# [gelöst] ob das ein PortageBug ist ?

## misterxx

Hallo,

kann mir das jemand erklären ?

```
cer@root # emerge -auD world

These are the packages that I would merge, in order:

Calculating world dependencies                             ...done!

[ebuild     U ] media-gfx/imagemagick-6.1.8.8 [6.1.3.4]

[ebuild     U ] media-video/ati-drivers-8.8.25-r1 [8.8.25]

[ebuild     UD] x11-base/xorg-x11-6.7.0-r3 [6.8.0-r4]

[ebuild     U ] x11-libs/openmotif-2.1.30-r6 [2.1.30-r5]

[ebuild     U ] app-text/xpdf-3.00-r8 [3.00-r7]

[ebuild     U ] kde-base/kdegraphics-3.3.2-r2 [3.3.2-r1]

[ebuild     U ] media-libs/taglib-1.3.1 [1.2]

[ebuild  N    ] app-crypt/qca-1.0-r1

[ebuild     U ] app-crypt/qca-tls-1.0-r1 [1.0]

[ebuild     UD] net-misc/rsync-2.6.0-r3 [2.6.3]

```

Wieso möchte emerge mir xorg-x11-6.7.x installieren, wenn ich neulich die version 6.8.10 installiert und in die Zusammenarbeit mit meiner ATI gebracht habe ?

Komisch ist auch das:

ich maskiere  <x11-base/xorg-x11-6.8.0-r4 , dann kommt dass:

```
acer@root # emerge -auD world

These are the packages that I would merge, in order:

Calculating world dependencies            ha

!!! All ebuilds that could satisfy "<x11-base/xorg-x11-6.7.99" have been masked.

!!! One of the following masked packages is required to complete your request:

- x11-base/xorg-x11-6.7.0-r3 (masked by: package.mask)

For more information, see MASKED PACKAGES section in the emerge man page or

section 2.2 "Software Availability" in the Gentoo Handbook.

!!!    (dependency required by "media-video/ati-drivers-3.14.6" [ebuild])

!!! Problem with ebuild media-video/ati-drivers-extra-3.14.6

!!! Possibly a DEPEND/*DEPEND problem.

!!! Depgraph creation failed.

```

wenn ich <media-video/ati-drivers-8.8.25 maskiere, dann komm das:

```
acer@root # emerge -auD world

These are the packages that I would merge, in order:

Calculating world dependencies             at

!!! All ebuilds that could satisfy "=media-video/ati-drivers-3.14.6*" have beenmasked.

!!! One of the following masked packages is required to complete your request:

- media-video/ati-drivers-3.14.6 (masked by: package.mask)

For more information, see MASKED PACKAGES section in the emerge man page or

section 2.2 "Software Availability" in the Gentoo Handbook.

!!!    (dependency required by "media-video/ati-drivers-extra-3.14.6" [ebuild])

!!! Problem with ebuild media-video/ati-drivers-extra-3.14.6

!!! Possibly a DEPEND/*DEPEND problem.

!!! Depgraph creation failed.

```

Ich habe Porage auf die Version 2.0.51-r14 heute upgedautet.

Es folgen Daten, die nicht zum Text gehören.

//! `SeaORM` Entity for category_records table

use sea_orm::entity::prelude::*;
use serde::{Deserialize, Serialize};

#[derive(Clone, Debug, PartialEq, DeriveEntityModel, Eq, Serialize, Deserialize)]
#[sea_orm(table_name = "category_records")]
pub struct Model {
    #[sea_orm(primary_key)]
    pub id: i32,
    pub category: String,
    pub tenant_id: String,
    pub record_key: String,
    #[sea_orm(column_type = "Text")]
    pub payload: String,
    pub synced_at: DateTime,
}

#[derive(Copy, Clone, Debug, EnumIter, DeriveRelation)]
pub enum Relation {}

impl ActiveModelBehavior for ActiveModel {}
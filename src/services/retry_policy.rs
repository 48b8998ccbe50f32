//! Retry/backoff policy shared by every API client request

use std::time::Duration;

/// Default attempts for 5xx/network failures (first try included)
pub const DEFAULT_MAX_ATTEMPTS: u32 = 4;

/// Default base delay before the first retry
pub const DEFAULT_BASE_DELAY_MS: u64 = 500;

/// Default attempts when the API answers 429/420
pub const DEFAULT_RATE_LIMIT_ATTEMPTS: u32 = 3;

#[derive(Debug, Clone, PartialEq)]
pub struct RetryPolicy {
    /// Attempts for transient failures, first try included
    pub max_attempts: u32,
    pub base_delay: Duration,
    pub multiplier: f64,
    pub max_delay: Duration,
    /// Attempts for rate-limited responses, first try included
    pub rate_limit_attempts: u32,
    /// Wait used when a rate-limited response carries no usable hint
    pub default_rate_limit_wait: Duration,
    /// Upper bound on a single rate-limit wait
    pub max_rate_limit_wait: Duration,
}

impl Default for RetryPolicy {
    fn default() -> Self {
        Self {
            max_attempts: DEFAULT_MAX_ATTEMPTS,
            base_delay: Duration::from_millis(DEFAULT_BASE_DELAY_MS),
            multiplier: 2.0,
            max_delay: Duration::from_secs(30),
            rate_limit_attempts: DEFAULT_RATE_LIMIT_ATTEMPTS,
            default_rate_limit_wait: Duration::from_secs(60),
            max_rate_limit_wait: Duration::from_secs(300),
        }
    }
}

impl RetryPolicy {
    /// Delay before retry number `retry` (1-based): `base * multiplier^(retry-1)`, capped
    pub fn backoff_delay(&self, retry: u32) -> Duration {
        let exponent = retry.saturating_sub(1) as i32;
        let millis = self.base_delay.as_millis() as f64 * self.multiplier.powi(exponent);
        let capped = millis.min(self.max_delay.as_millis() as f64);
        Duration::from_millis(capped.max(0.0) as u64)
    }

    /// Clamp a server-provided rate-limit hint
    pub fn rate_limit_wait(&self, hint: Option<Duration>) -> Duration {
        hint.unwrap_or(self.default_rate_limit_wait)
            .min(self.max_rate_limit_wait)
    }
}
//! File-backed copy of the setup green bit
//!
//! Kept outside the database, so an installation that was ever fully
//! configured still reads as such on a boot where storage is unreachable
//! and the engine falls back to memory.

use chrono::{DateTime, Utc};
use serde::{Deserialize, Serialize};
use std::io::ErrorKind;
use std::path::{Path, PathBuf};
use tracing::{debug, info};

use crate::error::{SyncError, SyncResult};

#[derive(Debug, Serialize, Deserialize)]
struct MarkerFile {
    has_ever_been_green: bool,
    marked_at: DateTime<Utc>,
}

#[derive(Debug, Clone)]
pub struct SetupMarker {
    path: PathBuf,
}

impl SetupMarker {
    pub fn new(path: impl Into<PathBuf>) -> Self {
        Self { path: path.into() }
    }

    pub fn path(&self) -> &Path {
        &self.path
    }

    /// A missing file means never green. An unreadable or corrupt one is an
    /// error, since treating it as "never" would hand out samples again.
    pub async fn is_green(&self) -> SyncResult<bool> {
        let raw = match tokio::fs::read_to_string(&self.path).await {
            Ok(raw) => raw,
            Err(e) if e.kind() == ErrorKind::NotFound => return Ok(false),
            Err(e) => {
                return Err(SyncError::Storage(format!(
                    "failed to read setup marker {}: {}",
                    self.path.display(),
                    e
                )));
            }
        };
        let marker: MarkerFile = serde_json::from_str(&raw).map_err(|e| {
            SyncError::Storage(format!(
                "corrupt setup marker {}: {}",
                self.path.display(),
                e
            ))
        })?;
        Ok(marker.has_ever_been_green)
    }

    /// Record the green bit. Idempotent; never writes `false`.
    pub async fn mark_green(&self) -> SyncResult<()> {
        if self.is_green().await.unwrap_or(false) {
            debug!(path = %self.path.display(), "Setup marker already green");
            return Ok(());
        }

        let body = serde_json::to_string_pretty(&MarkerFile {
            has_ever_been_green: true,
            marked_at: Utc::now(),
        })
        .map_err(|e| SyncError::Internal(format!("failed to encode setup marker: {}", e)))?;

        let io_err = |e: std::io::Error| {
            SyncError::Storage(format!(
                "failed to write setup marker {}: {}",
                self.path.display(),
                e
            ))
        };
        if let Some(parent) = self.path.parent().filter(|p| !p.as_os_str().is_empty()) {
            tokio::fs::create_dir_all(parent).await.map_err(io_err)?;
        }
        // Write then rename so a crash never leaves a half-written marker
        let tmp = self.path.with_extension("tmp");
        tokio::fs::write(&tmp, body).await.map_err(io_err)?;
        tokio::fs::rename(&tmp, &self.path).await.map_err(io_err)?;

        info!(path = %self.path.display(), "Recorded setup marker");
        Ok(())
    }
}
// src/lib.rs

use std::sync::Arc;

use services::{
    data_access::DataAccessLayer, error_log::ErrorLog, scheduler::SyncScheduler,
    sync_state::SyncStateStore, token_store::TokenStore,
};

#[derive(Clone)]
pub struct AppState {
    pub scheduler: Arc<SyncScheduler>,
    pub data_access: Arc<DataAccessLayer>,
    pub error_log: Arc<ErrorLog>,
    pub sync_state: Arc<SyncStateStore>,
    pub token_store: TokenStore,
}

pub mod entities {
    pub mod prelude;
    pub mod category_records;
    pub mod setup_status;
    pub mod sync_status;
}

pub mod services {
    pub mod retry_policy;
    pub mod esi_client;
    pub mod token_store;
    pub mod error_log;
    pub mod sync_state;
    pub mod sync_status;
    pub mod storage;
    pub mod sample_data;
    pub mod setup_marker;
    pub mod executor;
    pub mod scheduler;
    pub mod data_access;
}

pub mod config;
pub mod error;
pub mod models;
pub mod handlers;
pub mod jobs;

Ist es ein bug im Portage ?Last edited by misterxx on Mon Jan 31, 2005 1:19 pm; edited 1 time in total

----------

## _hephaistos_

zeig mal, was du in deiner package.keywords bezügl. xorg hast (oder hast du mit ACCEPT_KEYWORDS(!!) emerged?)

hth,

ciao

----------

## frary

Hmm, ich habe alles ordentlich in etc/portage/package.keywords eingetragen, habe das Problem aber auch:

```
[ebuild     UD] xfce-base/libxfce4util-4.1.99.3 [4.2.0] 436 kB 

[ebuild     UD] xfce-base/libxfcegui4-4.1.99.3 [4.2.0] -xinerama 804 kB 

[ebuild     UD] xfce-base/libxfce4mcs-4.1.99.3 [4.2.0] 360 kB 

[ebuild     UD] xfce-base/xfce-mcs-manager-4.1.99.3 [4.2.0] 645 kB 

[ebuild     UD] x11-themes/gtk-engines-xfce-2.2.4 [2.2.5] 364 kB 

[ebuild     UD] net-misc/rsync-2.6.0-r3 [2.6.3] -acl -build -debug -static 458 kB
```

Bei xfce4 bin ich mir nicht ganz sicher, ob es an mir liegt( oder an den ~x86 Versionen), aber bezüglich rsync habe ich nichts verändert. Auch hier bring maskieren nichts, Portage braucht diese Abhängigkeiten. 

T

----------

## DaSch

@frary:

Dein Porblem liegt an xfce4-base. unmerge das Paket und es wird wieder funktionieren. Dieses Meta-Package war bis zur Einführung der Xfce.eclass notwendig, nun nicht mehr. 

Gruss, 

DaSch

Edit

Zu rsync: 

Die aktuelle stable Version ist 2.6.0-r3. 2.6.3 wurde vor 43 Stunden wieder als unstable markiert. Es ist also alles ok bei dir  :Smile: 

----------

## frary

```
[ebuild  N    ] xfce-base/xfce4-base-4.1.99.3  0 kB
```

Nö, er will es wiederhaben.

----------

## DaSch

ohh ja sorry, d solltest auch die packages die dieses ebuild installiert unmergen   :Embarassed: 

=xfce-base/libxfce4util-4.1.99.3

=xfce-base/libxfcegui4-4.1.99.3

=xfce-base/libxfce4mcs-4.1.99.3

=xfce-base/xfce-mcs-manager-4.1.99.3

----------

## frary

xfce4-weather war der Übeltäter: Beim update auf 4.2.0 ist er wohl übersehen worden. Die installierte Version war abhängig von einigen 4.1.99.3 packages....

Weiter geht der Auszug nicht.